Ref. your comment, Etcetera, "In fact, my Mum believes that I should learn one language firstly, and only then start to learn another. But I find it a bit boring... "

I know what you mean. As my wife comments on occasion, I'm a functional illiterate in six languages...


----------



## AnnieF

panjabigator said:


> Until some 200 years from now when we language buffs are exiled to a new planet and everyone speaks English...gulp


 
And probably not even then - you know how picky we all are about our use of English!


----------



## Pedro y La Torre

I don't really like languages in themselves, that's why I'd never bother learning an extinct language for instance, but I appreciate them as they enable me to communicate with and develop understanding for other cultures.


----------



## LanguageTraveler

As a native English speaker, I have more than once come across an attitude of 'what's the point in learning a foreign language, everyone speaks English anyway'. 

I am very sad to say there is truth in this at times. Despite working in an international environment where it would be very easy to speak to overseas colleagues in their native tongue, business is still conducted in English for a number of very sensible reasons. 

Nontheless, I still love languages. There is nothing that quite beats the buzz of catching yourself jabbering away in another language and making those sounds and pronounciations that are not native to you. 

And one of the biggest reasons I chose to pursue languages? I wanted to travel. Even if you do not get to use your languages as much as you would like, having a second or third language opens doors that would have otherwise remained closed. 

If your family are worried about you 'loosing track of your real goal', then you could remind them that knowing languages will pave the way to an international career!


----------



## Outsider

panjabigator said:


> Until some 200 years from now when we language buffs are exiled to a new planet and everyone speaks English...gulp


There will always be dead languages. Perhaps we'll start a Dead Language Society then.


----------



## JamesM

I've always loved the idea of learning languages. I'm still in the process of learning a second language, and reaching the age where a third or fourth is probably a pipe dream, but I'd love to learn many languages, if I had the time. My family always thought French was an odd choice, since it wasn't really very useful in California. I probably should have started with Spanish, but I didn't have exposure to really beautiful Spanish growing up so I didn't have as high an opinion of it as French. Now I'd like Spanish to be my third language.

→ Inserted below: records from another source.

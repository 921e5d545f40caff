//! Scripted in-memory runtime for tests.

use std::collections::HashMap;
use std::sync::Mutex;
use std::time::Duration;

use async_trait::async_trait;

use crate::error::{LifecycleError, LifecycleResult};
use crate::runtime::{ContainerInfo, ContainerRuntime, RuntimeStatus};

/// A runtime operation that reached the scripted runtime.
#[derive(Debug, Clone, PartialEq, Eq)]
pub enum RuntimeCall {
    Start(String),
    Stop(String),
}

#[derive(Debug, Clone, Copy, PartialEq, Eq)]
enum StartBehavior {
    Normal,
    Fail,
    Hang,
    Crash,
}

struct Container {
    id: String,
    status: RuntimeStatus,
    start: StartBehavior,
    stop_failures: u32,
}

struct Inner {
    containers: HashMap<String, Container>,
    available: bool,
    start_delay: Duration,
    calls: Vec<RuntimeCall>,
}

/// In-memory `ContainerRuntime` whose behavior tests script per container.
pub struct ScriptedRuntime {
    inner: Mutex<Inner>,
}

impl Default for ScriptedRuntime {
    fn default() -> Self {
        Self::new()
    }
}

impl ScriptedRuntime {
    pub fn new() -> Self {
        Self {
            inner: Mutex::new(Inner {
                containers: HashMap::new(),
                available: true,
                start_delay: Duration::ZERO,
                calls: Vec::new(),
            }),
        }
    }

    /// Register a container in the given state.
    pub fn with_container(self, name: &str, status: RuntimeStatus) -> Self {
        {
            let mut inner = self.lock();
            let id = format!("id-{name}");
            inner.containers.insert(
                name.to_string(),
                Container {
                    id,
                    status,
                    start: StartBehavior::Normal,
                    stop_failures: 0,
                },
            );
        }
        self
    }

    pub fn status(&self, name: &str) -> RuntimeStatus {
        self.lock()
            .containers
            .get(name)
            .map(|c| c.status)
            .unwrap_or(RuntimeStatus::Missing)
    }

    pub fn set_status(&self, name: &str, status: RuntimeStatus) {
        if let Some(c) = self.lock().containers.get_mut(name) {
            c.status = status;
        }
    }

    /// Start calls for `name` return an API error.
    pub fn fail_start(&self, name: &str) {
        self.set_start(name, StartBehavior::Fail);
    }

    /// Start calls for `name` succeed but the container never leaves Starting.
    pub fn hang_start(&self, name: &str) {
        self.set_start(name, StartBehavior::Hang);
    }

    /// Start calls for `name` succeed but the container exits immediately.
    pub fn crash_on_start(&self, name: &str) {
        self.set_start(name, StartBehavior::Crash);
    }

    /// The next `times` stop calls for `name` fail.
    pub fn fail_stop_times(&self, name: &str, times: u32) {
        if let Some(c) = self.lock().containers.get_mut(name) {
            c.stop_failures = times;
        }
    }

    pub fn set_available(&self, available: bool) {
        self.lock().available = available;
    }

    /// Delay every start call, to hold a rotation in flight.
    pub fn set_start_delay(&self, delay: Duration) {
        self.lock().start_delay = delay;
    }

    pub fn calls(&self) -> Vec<RuntimeCall> {
        self.lock().calls.clone()
    }

    pub fn start_count(&self, name: &str) -> usize {
        self.count(|c| matches!(c, RuntimeCall::Start(n) if n == name))
    }

    pub fn stop_count(&self, name: &str) -> usize {
        self.count(|c| matches!(c, RuntimeCall::Stop(n) if n == name))
    }

    fn count(&self, pred: impl Fn(&RuntimeCall) -> bool) -> usize {
        self.lock().calls.iter().filter(|c| pred(*c)).count()
    }

    fn set_start(&self, name: &str, behavior: StartBehavior) {
        if let Some(c) = self.lock().containers.get_mut(name) {
            c.start = behavior;
        }
    }

    fn lock(&self) -> std::sync::MutexGuard<'_, Inner> {
        self.inner.lock().unwrap_or_else(|poisoned| poisoned.into_inner())
    }

    fn check_available(&self) -> LifecycleResult<()> {
        if self.lock().available {
            Ok(())
        } else {
            Err(LifecycleError::Unavailable("scripted runtime offline".to_string()))
        }
    }
}

#[async_trait]
impl ContainerRuntime for ScriptedRuntime {
    async fn ping(&self) -> LifecycleResult<()> {
        self.check_available()
    }

    async fn inspect(&self, name: &str) -> LifecycleResult<ContainerInfo> {
        self.check_available()?;
        let inner = self.lock();
        Ok(match inner.containers.get(name) {
            Some(c) => ContainerInfo {
                id: Some(c.id.clone()),
                status: c.status,
                runtime_health: None,
            },
            None => ContainerInfo::missing(),
        })
    }

    async fn start(&self, name: &str) -> LifecycleResult<()> {
        self.check_available()?;
        let delay = self.lock().start_delay;
        if !delay.is_zero() {
            tokio::time::sleep(delay).await;
        }

        let mut inner = self.lock();
        inner.calls.push(RuntimeCall::Start(name.to_string()));
        let container = inner
            .containers
            .get_mut(name)
            .ok_or_else(|| LifecycleError::NotFound(name.to_string()))?;
        match container.start {
            StartBehavior::Normal => container.status = RuntimeStatus::Running,
            StartBehavior::Hang => container.status = RuntimeStatus::Starting,
            StartBehavior::Crash => container.status = RuntimeStatus::Stopped,
            StartBehavior::Fail => {
                return Err(LifecycleError::Api {
                    status: 500,
                    message: format!("scripted start failure for {name}"),
                });
            }
        }
        Ok(())
    }

    async fn stop(&self, name: &str, _grace: Duration) -> LifecycleResult<()> {
        self.check_available()?;
        let mut inner = self.lock();
        inner.calls.push(RuntimeCall::Stop(name.to_string()));
        let container = inner
            .containers
            .get_mut(name)
            .ok_or_else(|| LifecycleError::NotFound(name.to_string()))?;
        if container.stop_failures > 0 {
            container.stop_failures -= 1;
            return Err(LifecycleError::Api {
                status: 500,
                message: format!("scripted stop failure for {name}"),
            });
        }
        container.status = RuntimeStatus::Stopped;
        Ok(())
    }
}
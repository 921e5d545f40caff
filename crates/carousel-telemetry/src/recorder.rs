//! The telemetry handle shared by the controller and the admin API.
//!
//! `record` only touches an in-memory buffer and a bounded channel, so it
//! can never block or fail a rotation. The persist worker drains the
//! channel into redb.

use std::sync::{Arc, Mutex, MutexGuard};
use std::time::Duration;

use carousel_core::config::TelemetryConfig;
use carousel_core::{AvailabilitySample, PlanId, RotationPlan, TelemetrySnapshot, epoch_millis};
use tokio::sync::mpsc;
use tokio::time::Instant;
use tracing::{debug, info, warn};

use crate::error::TelemetryResult;
use crate::history::RotationHistory;
use crate::store::TelemetryStore;

const PERSIST_QUEUE: usize = 256;

#[derive(Debug, Clone, Copy)]
pub struct TelemetrySettings {
    pub retention_count: usize,
    pub retention_window: Duration,
    pub cache_ttl: Duration,
}

impl TelemetrySettings {
    pub fn from_config(config: &TelemetryConfig) -> Self {
        Self {
            retention_count: config.retention_count,
            retention_window: config.retention_window,
            cache_ttl: config.cache_ttl,
        }
    }
}

struct Shared {
    history: Mutex<RotationHistory>,
    cache: Mutex<Option<(Instant, TelemetrySnapshot)>>,
    ttl: Duration,
}

fn lock<T>(mutex: &Mutex<T>) -> MutexGuard<'_, T> {
    mutex.lock().unwrap_or_else(|e| e.into_inner())
}

/// Cheap, cloneable recorder and reader of rotation telemetry.
#[derive(Clone)]
pub struct Telemetry {
    shared: Arc<Shared>,
    persist: Option<mpsc::Sender<RotationPlan>>,
}

impl Telemetry {
    /// History kept in memory only.
    pub fn in_memory(settings: TelemetrySettings) -> Self {
        Self {
            shared: Arc::new(Shared {
                history: Mutex::new(RotationHistory::new(
                    settings.retention_count,
                    settings.retention_window,
                )),
                cache: Mutex::new(None),
                ttl: settings.cache_ttl,
            }),
            persist: None,
        }
    }

    /// Reload retained history from `store` and return the worker that
    /// persists newly recorded plans. Spawn `PersistWorker::run`.
    pub fn with_store(
        settings: TelemetrySettings,
        store: TelemetryStore,
    ) -> TelemetryResult<(Self, PersistWorker)> {
        let mut telemetry = Self::in_memory(settings);
        let now = epoch_millis();
        let plans = store.list_plans()?;
        let loaded = plans.len();
        {
            let mut history = lock(&telemetry.shared.history);
            for plan in plans {
                history.push(plan, now);
            }
        }
        info!(loaded, "rotation history reloaded");

        let (tx, rx) = mpsc::channel(PERSIST_QUEUE);
        telemetry.persist = Some(tx);
        let worker = PersistWorker {
            store,
            rx,
            settings,
        };
        Ok((telemetry, worker))
    }

    /// Append a finished plan. Never blocks, never fails.
    pub fn record(&self, plan: RotationPlan) {
        if !plan.is_finished() {
            debug!(plan = plan.id, "ignoring unfinished plan");
            return;
        }
        if let Some(tx) = &self.persist {
            if let Err(e) = tx.try_send(plan.clone()) {
                warn!(plan = plan.id, error = %e, "telemetry persistence queue unavailable, plan kept in memory only");
            }
        }
        lock(&self.shared.history).push(plan, epoch_millis());
    }

    /// Record the serving count observed after a health update.
    pub fn record_availability(&self, sample: AvailabilitySample) {
        lock(&self.shared.history).push_sample(sample, epoch_millis());
    }

    /// Cached snapshot, recomputed once the TTL has expired.
    pub fn snapshot(&self) -> TelemetrySnapshot {
        let mut cache = lock(&self.shared.cache);
        if let Some((computed, snapshot)) = cache.as_ref() {
            if computed.elapsed() < self.shared.ttl {
                return snapshot.clone();
            }
        }

        let snapshot = {
            let mut history = lock(&self.shared.history);
            let now = epoch_millis();
            history.evict(now);
            history.snapshot(now)
        };
        *cache = Some((Instant::now(), snapshot.clone()));
        snapshot
    }

    /// Most recent finished plans, newest first.
    pub fn recent(&self, limit: usize) -> Vec<RotationPlan> {
        lock(&self.shared.history).recent(limit)
    }

    /// Highest plan id still retained.
    pub fn last_plan_id(&self) -> Option<PlanId> {
        lock(&self.shared.history).last_plan_id()
    }
}

/// Drains recorded plans into the redb store.
pub struct PersistWorker {
    store: TelemetryStore,
    rx: mpsc::Receiver<RotationPlan>,
    settings: TelemetrySettings,
}

impl PersistWorker {
    /// Runs until every `Telemetry` handle has been dropped.
    pub async fn run(mut self) {
        while let Some(plan) = self.rx.recv().await {
            if let Err(e) = self.store.put_plan(&plan) {
                warn!(plan = plan.id, error = %e, "failed to persist rotation plan");
                continue;
            }
            let min_finished_at = epoch_millis()
                .saturating_sub(self.settings.retention_window.as_millis() as u64);
            if let Err(e) = self.store.prune(min_finished_at, self.settings.retention_count) {
                warn!(error = %e, "failed to prune telemetry store");
            }
        }
        debug!("telemetry persist worker stopped");
    }
}

#[cfg(test)]
mod tests {
    use std::collections::BTreeSet;

    use carousel_core::{FailureReason, PlanOutcome, Trigger};

    use super::*;

    fn settings(ttl: Duration) -> TelemetrySettings {
        TelemetrySettings {
            retention_count: 100,
            retention_window: Duration::from_secs(3600),
            cache_ttl: ttl,
        }
    }

    fn plan(id: PlanId, outcome: PlanOutcome) -> RotationPlan {
        let now = epoch_millis();
        let mut plan = RotationPlan::begin(id, Trigger::Scheduled, BTreeSet::new(), now);
        let reason = (outcome != PlanOutcome::Success).then_some(FailureReason::NoEligibleCandidate);
        plan.finish(outcome, reason, None, now);
        plan
    }

    #[tokio::test]
    async fn snapshot_counts_recorded_plans() {
        let telemetry = Telemetry::in_memory(settings(Duration::ZERO));
        telemetry.record(plan(1, PlanOutcome::Success));
        telemetry.record(plan(2, PlanOutcome::Failed));
        telemetry.record(plan(3, PlanOutcome::RolledBack));

        let snap = telemetry.snapshot();
        assert_eq!(snap.total_rotations, 3);
        assert_eq!(snap.failed_rotations, 2);
        assert_eq!(snap.rolled_back_rotations, 1);
        assert_eq!(telemetry.recent(1)[0].id, 3);
    }

    #[tokio::test(start_paused = true)]
    async fn snapshot_is_cached_until_ttl() {
        let telemetry = Telemetry::in_memory(settings(Duration::from_secs(10)));
        assert_eq!(telemetry.snapshot().total_rotations, 0);

        telemetry.record(plan(1, PlanOutcome::Success));
        assert_eq!(telemetry.snapshot().total_rotations, 0);

        tokio::time::advance(Duration::from_secs(11)).await;
        assert_eq!(telemetry.snapshot().total_rotations, 1);
    }

    #[tokio::test]
    async fn worker_persists_and_reload_restores() {
        let store = TelemetryStore::open_in_memory().unwrap();
        let (telemetry, worker) = Telemetry::with_store(settings(Duration::ZERO), store.clone()).unwrap();
        let task = tokio::spawn(worker.run());

        telemetry.record(plan(1, PlanOutcome::Success));
        telemetry.record(plan(2, PlanOutcome::Failed));
        drop(telemetry);
        task.await.unwrap();

        assert_eq!(store.len().unwrap(), 2);

        let (reloaded, _worker) = Telemetry::with_store(settings(Duration::ZERO), store).unwrap();
        assert_eq!(reloaded.snapshot().total_rotations, 2);
        assert_eq!(reloaded.last_plan_id(), Some(2));
    }

    #[tokio::test]
    async fn record_survives_dead_worker() {
        let store = TelemetryStore::open_in_memory().unwrap();
        let (telemetry, worker) = Telemetry::with_store(settings(Duration::ZERO), store).unwrap();
        drop(worker);

        telemetry.record(plan(1, PlanOutcome::Success));
        assert_eq!(telemetry.snapshot().total_rotations, 1);
    }
}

Something that I haven't heard many people mention is that you get a completely different impression of people in another country if you can understand at least some of what they're saying while you're there. We just visited France for the first time in September, and we overheard some nice (and not-so-nice) things from people who assumed we didn't speak French, probably because we were American.  

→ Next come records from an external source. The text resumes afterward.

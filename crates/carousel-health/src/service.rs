//! Health checker service: per-instance probe slots.
//!
//! Each instance owns one slot guarded by an async mutex, so at most one
//! probe per instance is ever in flight. Probes against different
//! instances run concurrently and independently.

use std::collections::HashMap;
use std::sync::Arc;
use std::time::Duration;

use carousel_core::config::HealthConfig;
use carousel_core::{HealthStatus, epoch_millis};
use tokio::sync::Mutex;
use tokio::task::JoinSet;
use tokio::time::Instant;
use tracing::{debug, warn};

use crate::checker::{HealthTracker, ProbeResult};
use crate::error::{HealthError, HealthResult};
use crate::probe::HealthProbe;

/// Tunables shared by every slot.
#[derive(Debug, Clone, Copy)]
pub struct CheckerSettings {
    /// Hard ceiling on one probe.
    pub timeout: Duration,
    /// Base probe interval.
    pub interval: Duration,
    pub failure_threshold: u32,
    pub max_backoff: Duration,
}

impl CheckerSettings {
    pub fn from_config(config: &HealthConfig) -> Self {
        Self {
            timeout: config.timeout,
            interval: config.interval,
            failure_threshold: config.failure_threshold,
            max_backoff: config.max_backoff,
        }
    }
}

/// Outcome of one probe, as delivered to the controller.
#[derive(Debug, Clone, PartialEq, Eq)]
pub struct HealthReport {
    pub name: String,
    pub status: HealthStatus,
    pub consecutive_failures: u32,
    /// Unix millis at which the probe completed.
    pub checked_at: u64,
    pub probe: ProbeResult,
}

struct Slot {
    name: String,
    address: String,
    tracker: HealthTracker,
    /// Earliest instant the next background probe should run.
    next_due: Option<Instant>,
}

impl Slot {
    async fn run(&mut self, probe: &dyn HealthProbe, settings: &CheckerSettings) -> HealthReport {
        let started = Instant::now();
        let result = match tokio::time::timeout(settings.timeout, probe.probe(&self.address)).await {
            Ok(result) => result,
            Err(_) => {
                debug!(instance = %self.name, timeout = ?settings.timeout, "probe cancelled at timeout");
                ProbeResult::Failed
            }
        };

        let previous = self.tracker.status();
        let status = self.tracker.record(result);
        self.next_due = Some(started + self.tracker.next_interval());

        if status != previous {
            debug!(instance = %self.name, ?previous, ?status, "health status changed");
        }

        HealthReport {
            name: self.name.clone(),
            status,
            consecutive_failures: self.tracker.consecutive_failures(),
            checked_at: epoch_millis(),
            probe: result,
        }
    }
}

/// Probes a fixed set of instances with per-instance thresholds and backoff.
#[derive(Clone)]
pub struct HealthChecker {
    probe: Arc<dyn HealthProbe>,
    settings: CheckerSettings,
    slots: Arc<HashMap<String, Arc<Mutex<Slot>>>>,
}

impl HealthChecker {
    /// Build a checker for `(name, address)` pairs. The instance set is
    /// fixed for the lifetime of the process.
    pub fn new<I>(probe: Arc<dyn HealthProbe>, settings: CheckerSettings, instances: I) -> Self
    where
        I: IntoIterator<Item = (String, String)>,
    {
        let slots = instances
            .into_iter()
            .map(|(name, address)| {
                let slot = Slot {
                    name: name.clone(),
                    address,
                    tracker: HealthTracker::new(
                        settings.failure_threshold,
                        settings.interval,
                        settings.max_backoff,
                    ),
                    next_due: None,
                };
                (name, Arc::new(Mutex::new(slot)))
            })
            .collect();

        Self {
            probe,
            settings,
            slots: Arc::new(slots),
        }
    }

    pub fn settings(&self) -> &CheckerSettings {
        &self.settings
    }

    pub fn contains(&self, name: &str) -> bool {
        self.slots.contains_key(name)
    }

    fn slot(&self, name: &str) -> HealthResult<Arc<Mutex<Slot>>> {
        self.slots
            .get(name)
            .cloned()
            .ok_or_else(|| HealthError::UnknownInstance(name.to_string()))
    }

    /// Probe one instance now, ignoring backoff.
    ///
    /// Waits for any probe already in flight on the same instance.
    pub async fn check(&self, name: &str) -> HealthResult<HealthReport> {
        let slot = self.slot(name)?;
        let mut slot = slot.lock().await;
        Ok(slot.run(self.probe.as_ref(), &self.settings).await)
    }

    /// Probe every named instance that is due, concurrently.
    ///
    /// Instances still in backoff, or with a probe already in flight, are
    /// skipped this round.
    pub async fn sweep(&self, names: &[String]) -> Vec<HealthReport> {
        let now = Instant::now();
        // Tolerate tick jitter so a healthy instance is probed every tick.
        let slack = self.settings.interval / 2;
        let mut set = JoinSet::new();

        for name in names {
            let Some(slot) = self.slots.get(name) else {
                warn!(instance = %name, "sweep skipped unknown instance");
                continue;
            };
            let Ok(mut guard) = slot.clone().try_lock_owned() else {
                debug!(instance = %name, "probe already in flight");
                continue;
            };
            if guard.next_due.is_some_and(|due| now + slack < due) {
                continue;
            }

            let probe = self.probe.clone();
            let settings = self.settings;
            set.spawn(async move { guard.run(probe.as_ref(), &settings).await });
        }

        let mut reports = Vec::with_capacity(set.len());
        while let Some(joined) = set.join_next().await {
            match joined {
                Ok(report) => reports.push(report),
                Err(e) => warn!(error = %e, "probe task failed"),
            }
        }
        reports.sort_by(|a, b| a.name.cmp(&b.name));
        reports
    }

    /// Forget an instance's history, e.g. right after it was (re)started.
    pub async fn reset(&self, name: &str) -> HealthResult<()> {
        let slot = self.slot(name)?;
        let mut slot = slot.lock().await;
        slot.tracker.reset();
        slot.next_due = None;
        Ok(())
    }

    /// Current tracked status without probing.
    pub async fn status(&self, name: &str) -> HealthResult<HealthStatus> {
        let slot = self.slot(name)?;
        let slot = slot.lock().await;
        Ok(slot.tracker.status())
    }
}

#[cfg(test)]
mod tests {
    use super::*;
    use crate::testing::ScriptedProbe;

    fn settings() -> CheckerSettings {
        CheckerSettings {
            timeout: Duration::from_millis(100),
            interval: Duration::from_secs(1),
            failure_threshold: 2,
            max_backoff: Duration::from_secs(8),
        }
    }

    fn checker(probe: Arc<ScriptedProbe>) -> HealthChecker {
        HealthChecker::new(
            probe,
            settings(),
            [
                ("web1".to_string(), "web1:8080".to_string()),
                ("web2".to_string(), "web2:8080".to_string()),
            ],
        )
    }

    #[tokio::test]
    async fn check_unknown_instance_errors() {
        let checker = checker(Arc::new(ScriptedProbe::new()));
        let err = checker.check("web9").await.unwrap_err();
        assert!(matches!(err, HealthError::UnknownInstance(name) if name == "web9"));
    }

    #[tokio::test]
    async fn check_applies_threshold() {
        let probe = Arc::new(ScriptedProbe::new());
        probe.set_default("web1:8080", ProbeResult::Unhealthy);
        let checker = checker(probe);

        let first = checker.check("web1").await.unwrap();
        assert_eq!(first.status, HealthStatus::Unknown);
        assert_eq!(first.consecutive_failures, 1);

        let second = checker.check("web1").await.unwrap();
        assert_eq!(second.status, HealthStatus::Unhealthy);
        assert_eq!(second.probe, ProbeResult::Unhealthy);
    }

    #[tokio::test(start_paused = true)]
    async fn slow_probe_is_cut_at_timeout() {
        let probe = Arc::new(ScriptedProbe::new());
        probe.set_delay("web1:8080", Duration::from_secs(30));
        let checker = checker(probe);

        let started = Instant::now();
        let report = checker.check("web1").await.unwrap();
        assert_eq!(report.probe, ProbeResult::Failed);
        assert!(started.elapsed() < Duration::from_secs(1));
    }

    #[tokio::test(start_paused = true)]
    async fn sweep_skips_instances_in_backoff() {
        let probe = Arc::new(ScriptedProbe::new());
        probe.set_default("web1:8080", ProbeResult::Failed);
        probe.set_default("web2:8080", ProbeResult::Healthy);
        let checker = checker(probe.clone());
        let names = vec!["web1".to_string(), "web2".to_string()];

        let reports = checker.sweep(&names).await;
        assert_eq!(reports.len(), 2);

        // web1 backed off to 2s, web2 stays on the 1s cadence.
        tokio::time::advance(Duration::from_secs(1)).await;
        let reports = checker.sweep(&names).await;
        assert_eq!(reports.len(), 1);
        assert_eq!(reports[0].name, "web2");

        tokio::time::advance(Duration::from_secs(1)).await;
        let reports = checker.sweep(&names).await;
        assert_eq!(reports.len(), 2);
        assert_eq!(probe.calls("web1:8080"), 2);
    }

    #[tokio::test(start_paused = true)]
    async fn sweep_does_not_stack_probes_on_one_instance() {
        let probe = Arc::new(ScriptedProbe::new());
        probe.set_delay("web1:8080", Duration::from_millis(50));
        let checker = checker(probe.clone());

        let slow = {
            let checker = checker.clone();
            tokio::spawn(async move { checker.check("web1").await })
        };
        tokio::task::yield_now().await;

        let reports = checker.sweep(&["web1".to_string(), "web2".to_string()]).await;
        assert_eq!(reports.len(), 1);
        assert_eq!(reports[0].name, "web2");

        slow.await.unwrap().unwrap();
        assert_eq!(probe.calls("web1:8080"), 1);
    }

    #[tokio::test]
    async fn reset_returns_to_unknown() {
        let probe = Arc::new(ScriptedProbe::new());
        probe.set_default("web1:8080", ProbeResult::Failed);
        let checker = checker(probe);

        checker.check("web1").await.unwrap();
        checker.check("web1").await.unwrap();
        assert_eq!(checker.status("web1").await.unwrap(), HealthStatus::Unhealthy);

        checker.reset("web1").await.unwrap();
        assert_eq!(checker.status("web1").await.unwrap(), HealthStatus::Unknown);
    }
}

We returned a rental car and gave a bottle of cider we had bought in Normandy to the woman at the counter on an impulse. She was surprised. When her husband came into the store she was saying to him (in French), "Look what the Americans brought us... a gift! That's so nice of them." We heard the man speaking to his daughter on the cellphone as he dropped us off at the train station, relaying the story:" Can you believe it? They brought us some cider. No.. the Americans who rented a car. Yes, very nice!" 

If I knew no French at all, I would have just heard indistinguishable noise, but it was heartwarming to hear that they were touched by the gesture. It's a little thing, but there were dozens of these little moments while we were there. Being able to hear simple conversations between co-workers, or explanations of a problem by an employee to his or her supervisor, changes the whole experience of being in someone else's country.


----------



## xarruc

I think attiudes to languages varies depending on who's learned them: some examples of reactions:

*- Did you know that the pope speaks 5 langages?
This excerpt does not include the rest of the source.